**WORK TO COMPLETE**
For the word "information", find each line in the entries where it occurs and copy that line.

--- START ---

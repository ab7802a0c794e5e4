use super::errors::{ContractCallError, CustomErrorReason};
use alloy::{
    contract::{CallBuilder, CallDecoder},
    network::Ethereum,
    primitives::B256,
    providers::{PendingTransactionBuilder, Provider},
    sol_types::SolInterface,
};
use std::marker::PhantomData;
use std::sync::Arc;
use tokio::sync::Mutex;
use tracing::{debug, info, warn};

#[derive(Clone)]
pub(crate) struct TransactionSubmitter<S> {
    tx_lock: Arc<Mutex<()>>,
    _decoder: PhantomData<S>,
}

impl<S: SolInterface + CustomErrorReason + Clone> TransactionSubmitter<S> {
    pub(crate) fn new(tx_lock: Arc<Mutex<()>>) -> Self {
        Self {
            tx_lock,
            _decoder: PhantomData,
        }
    }

    /// Simulates and sends `call`, returning as soon as the node accepted it.
    pub(crate) async fn submit<P, D>(
        &self,
        method: &'static str,
        call: CallBuilder<P, D>,
    ) -> Result<PendingSubmission, ContractCallError>
    where
        P: Provider + Clone,
        D: CallDecoder + Clone,
    {
        // Pre-simulate to catch reverts with proper error messages
        if let Err(e) = call.call().await {
            return Err(self.decode_error(method, e));
        }

        let _guard = self.tx_lock.lock().await;
        let pending = call
            .send()
            .await
            .map_err(|e| self.decode_error(method, e))?;

        debug!(method, tx_hash = ?pending.tx_hash(), "transaction submitted");
        Ok(PendingSubmission { method, pending })
    }

    fn decode_error(&self, method: &'static str, error: alloy::contract::Error) -> ContractCallError {
        match error.try_decode_into_interface_error::<S>() {
            Ok(error) => ContractCallError::Reverted {
                method,
                reason: Some(error.reason()),
            },
            Err(error) => ContractCallError::from_contract_error(method, error),
        }
    }
}

/// A transaction accepted by the node but not yet mined.
pub struct PendingSubmission {
    method: &'static str,
    pending: PendingTransactionBuilder<Ethereum>,
}

impl PendingSubmission {
    pub fn tx_hash(&self) -> B256 {
        *self.pending.tx_hash()
    }

    /// Waits for the receipt and checks the execution status.
    pub async fn confirm(self) -> Result<B256, ContractCallError> {
        let method = self.method;
        let receipt = self
            .pending
            .get_receipt()
            .await
            .map_err(|e| ContractCallError::Rpc {
                method,
                message: e.to_string(),
            })?;
        let tx_hash = receipt.transaction_hash;

        if !receipt.status() {
            warn!(method, tx_hash = ?tx_hash, gas_used = receipt.gas_used, "transaction reverted on-chain");
            return Err(ContractCallError::Reverted {
                method,
                reason: None,
            });
        }

        info!(
            method,
            tx_hash = ?tx_hash,
            gas_used = receipt.gas_used,
            effective_gas_price = receipt.effective_gas_price,
            "transaction confirmed"
        );
        Ok(tx_hash)
    }
}
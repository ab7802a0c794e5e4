use alloy::json_abi::JsonAbi;
use alloy::primitives::Address;
use badge_contract_clients::REQUIRED_FUNCTIONS;
use reqwest::Client;
use serde::Deserialize;
use tracing::{debug, info};

use crate::address::parse_address;
use crate::error::DappError;

/// Path of the contract document on the directory backend.
pub const CONTRACT_PATH: &str = "/api/contract";

/// Address prefix the backend ships with before it is configured.
pub const PLACEHOLDER_ADDRESS_PREFIX: &str = "0x123";

pub const NOT_CONFIGURED_MESSAGE: &str =
    "ERROR: Contract address not found. Check the server configuration and restart it.";

/// Address and ABI of the deployed badge registry.
#[derive(Debug, Clone)]
pub struct ContractInfo {
    pub address: Address,
    pub abi: JsonAbi,
}

impl ContractInfo {
    /// Fails if the ABI lacks one of the functions the gateway calls.
    pub fn ensure_compatible(&self) -> Result<(), DappError> {
        match REQUIRED_FUNCTIONS
            .iter()
            .find(|name| self.abi.function(name).is_none())
        {
            Some(missing) => Err(DappError::Configuration(format!(
                "The contract ABI does not declare `{missing}`."
            ))),
            None => Ok(()),
        }
    }
}

#[derive(Debug, Deserialize)]
struct ContractDocument {
    address: Option<String>,
    #[serde(alias = "abiDescriptor")]
    abi: JsonAbi,
}

#[derive(Debug, Deserialize)]
struct DirectoryErrorBody {
    error: String,
}

/// Fetches the contract document from the directory backend.
#[derive(Clone)]
pub struct ContractDirectoryClient {
    http: Client,
    base_url: String,
}

impl ContractDirectoryClient {
    pub fn new(base_url: impl Into<String>) -> Self {
        Self {
            http: Client::new(),
            base_url: base_url.into().trim_end_matches('/').to_string(),
        }
    }

    pub fn url(&self) -> String {
        format!("{}{CONTRACT_PATH}", self.base_url)
    }

    pub async fn fetch(&self) -> Result<ContractInfo, DappError> {
        let url = self.url();
        debug!(url = %url, "Fetching contract information");

        let response = self
            .http
            .get(&url)
            .send()
            .await
            .map_err(|e| DappError::Network(e.to_string()))?;

        let status = response.status();
        if !status.is_success() {
            let detail = response
                .json::<DirectoryErrorBody>()
                .await
                .map(|body| body.error)
                .unwrap_or_else(|_| status.canonical_reason().unwrap_or("").to_string());
            return Err(DappError::Network(format!(
                "failed to fetch contract data ({status}): {detail}"
            )));
        }

        let document = response
            .json::<ContractDocument>()
            .await
            .map_err(|e| DappError::Configuration(format!("invalid contract document: {e}")))?;

        let info = document.into_contract_info()?;
        info!(address = %info.address, "Loaded contract information");
        Ok(info)
    }
}

impl ContractDocument {
    fn into_contract_info(self) -> Result<ContractInfo, DappError> {
        let address = match self.address.as_deref().map(str::trim) {
            Some(address) if !address.is_empty() && !is_placeholder(address) => address,
            _ => return Err(DappError::Configuration(NOT_CONFIGURED_MESSAGE.to_string())),
        };
        let address = parse_address(address).ok_or_else(|| {
            DappError::Configuration(format!("Invalid contract address: {address:?}."))
        })?;

        let info = ContractInfo {
            address,
            abi: self.abi,
        };
        info.ensure_compatible()?;
        Ok(info)
    }
}

fn is_placeholder(address: &str) -> bool {
    address.starts_with(PLACEHOLDER_ADDRESS_PREFIX)
}
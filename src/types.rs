use alloy::primitives::Address;
use chrono::format::{Item, StrftimeItems};
use chrono::{DateTime, Local, NaiveDate, TimeZone};
use std::fmt;
use std::str::FromStr;

use crate::address::require_address;
use crate::error::DappError;

/// Day-first date pattern, e.g. `31/12/2025`.
pub const DEFAULT_DATE_FORMAT: &str = "%d/%m/%Y";

/// Category of a badge, indexed as the contract stores it.
#[derive(Debug, Clone, Copy, PartialEq, Eq)]
pub enum BadgeType {
    Course,
    Project,
    Event,
    Contribution,
}

impl BadgeType {
    pub const ALL: [BadgeType; 4] = [
        BadgeType::Course,
        BadgeType::Project,
        BadgeType::Event,
        BadgeType::Contribution,
    ];

    pub fn from_index(index: u64) -> Option<Self> {
        usize::try_from(index)
            .ok()
            .and_then(|i| Self::ALL.get(i).copied())
    }

    pub fn index(self) -> u8 {
        match self {
            BadgeType::Course => 0,
            BadgeType::Project => 1,
            BadgeType::Event => 2,
            BadgeType::Contribution => 3,
        }
    }

    pub fn label(self) -> &'static str {
        match self {
            BadgeType::Course => "Course",
            BadgeType::Project => "Project",
            BadgeType::Event => "Event",
            BadgeType::Contribution => "Contribution",
        }
    }
}

impl fmt::Display for BadgeType {
    fn fmt(&self, f: &mut fmt::Formatter<'_>) -> fmt::Result {
        f.write_str(self.label())
    }
}

/// Parses a form field holding either the category index or its name.
impl FromStr for BadgeType {
    type Err = DappError;

    fn from_str(s: &str) -> Result<Self, Self::Err> {
        let s = s.trim();
        let parsed = match s.parse::<u64>() {
            Ok(index) => Self::from_index(index),
            Err(_) => Self::ALL
                .into_iter()
                .find(|t| t.label().eq_ignore_ascii_case(s)),
        };
        parsed.ok_or_else(|| DappError::Validation(format!("Unknown badge type: {s:?}.")))
    }
}

/// Expiry of a badge. The contract encodes `Never` as `0`.
#[derive(Debug, Clone, Copy, PartialEq, Eq)]
pub enum Expiry {
    Never,
    At(u64),
}

impl Expiry {
    pub fn from_unix(secs: u64) -> Self {
        if secs == 0 { Expiry::Never } else { Expiry::At(secs) }
    }

    pub fn as_unix(self) -> u64 {
        match self {
            Expiry::Never => 0,
            Expiry::At(secs) => secs,
        }
    }
}

/// Parses the expiry form field: empty, unix seconds or `YYYY-MM-DD` (midnight UTC).
impl FromStr for Expiry {
    type Err = DappError;

    fn from_str(s: &str) -> Result<Self, Self::Err> {
        let s = s.trim();
        if s.is_empty() {
            return Ok(Expiry::Never);
        }

        if s.bytes().all(|b| b.is_ascii_digit()) {
            return s
                .parse::<u64>()
                .map(Expiry::from_unix)
                .map_err(|_| DappError::Validation(format!("Expiry {s:?} is out of range.")));
        }

        let date = NaiveDate::parse_from_str(s, "%Y-%m-%d")
            .map_err(|_| DappError::Validation(format!("Invalid expiry date: {s:?}.")))?;
        let secs = date
            .and_hms_opt(0, 0, 0)
            .map(|dt| dt.and_utc().timestamp())
            .unwrap_or_default();
        if secs <= 0 {
            return Err(DappError::Validation(
                "Expiry date must be after 1970-01-01.".to_string(),
            ));
        }
        Ok(Expiry::At(secs as u64))
    }
}

/// A badge as returned by `getBadgeByTitle`.
#[derive(Debug, Clone, PartialEq, Eq)]
pub struct BadgeRecord {
    pub title: String,
    pub description: String,
    pub issuer: String,
    /// `None` when the contract returned an index outside the known categories.
    pub badge_type: Option<BadgeType>,
    pub issued_at: u64,
    pub expires_at: Expiry,
    pub evidence_url: String,
}

/// Raw registration form, as typed by the user.
#[derive(Debug, Clone, Default, PartialEq, Eq)]
pub struct RegistrationForm {
    pub recipient: String,
    pub title: String,
    pub description: String,
    pub issuer: String,
    pub evidence_url: String,
    pub badge_type: String,
    pub expiry: String,
}

impl RegistrationForm {
    pub fn reset(&mut self) {
        *self = Self::default();
    }

    pub fn is_empty(&self) -> bool {
        *self == Self::default()
    }
}

/// A validated registration, consumed by exactly one transaction attempt.
#[derive(Debug, Clone, PartialEq, Eq)]
pub struct RegistrationRequest {
    pub recipient: Address,
    pub title: String,
    pub description: String,
    pub issuer: String,
    pub evidence_url: String,
    pub badge_type: BadgeType,
    pub expiry: Expiry,
}

impl RegistrationRequest {
    pub fn from_form(form: &RegistrationForm) -> Result<Self, DappError> {
        let recipient = require_address(&form.recipient, "recipient")?;

        let title = form.title.trim();
        if title.is_empty() {
            return Err(DappError::Validation(
                "The badge title is required.".to_string(),
            ));
        }

        Ok(Self {
            recipient,
            title: title.to_string(),
            description: form.description.trim().to_string(),
            issuer: form.issuer.trim().to_string(),
            evidence_url: form.evidence_url.trim().to_string(),
            badge_type: form.badge_type.parse()?,
            expiry: form.expiry.parse()?,
        })
    }
}

/// A validated strftime pattern used to render badge dates.
#[derive(Debug, Clone, PartialEq, Eq)]
pub struct DateFormat(String);

impl DateFormat {
    pub fn new(pattern: &str) -> Result<Self, DappError> {
        if StrftimeItems::new(pattern).any(|item| matches!(item, Item::Error)) {
            return Err(DappError::Configuration(format!(
                "invalid date format {pattern:?}"
            )));
        }
        Ok(Self(pattern.to_string()))
    }

    /// Renders `unix_secs` in the host's local timezone.
    pub fn format(&self, unix_secs: u64) -> String {
        self.format_in(unix_secs, &Local)
    }

    pub fn format_in<Tz: TimeZone>(&self, unix_secs: u64, tz: &Tz) -> String
    where
        Tz::Offset: fmt::Display,
    {
        i64::try_from(unix_secs)
            .ok()
            .and_then(|secs| DateTime::from_timestamp(secs, 0))
            .map(|dt| dt.with_timezone(tz).format(&self.0).to_string())
            .unwrap_or_else(|| unix_secs.to_string())
    }
}

impl Default for DateFormat {
    fn default() -> Self {
        Self(DEFAULT_DATE_FORMAT.to_string())
    }
}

--- END ---

**FINISHED TASK**
        debug!(url = %url, "Fetching contract information");
        info!(address = %info.address, "Loaded contract information");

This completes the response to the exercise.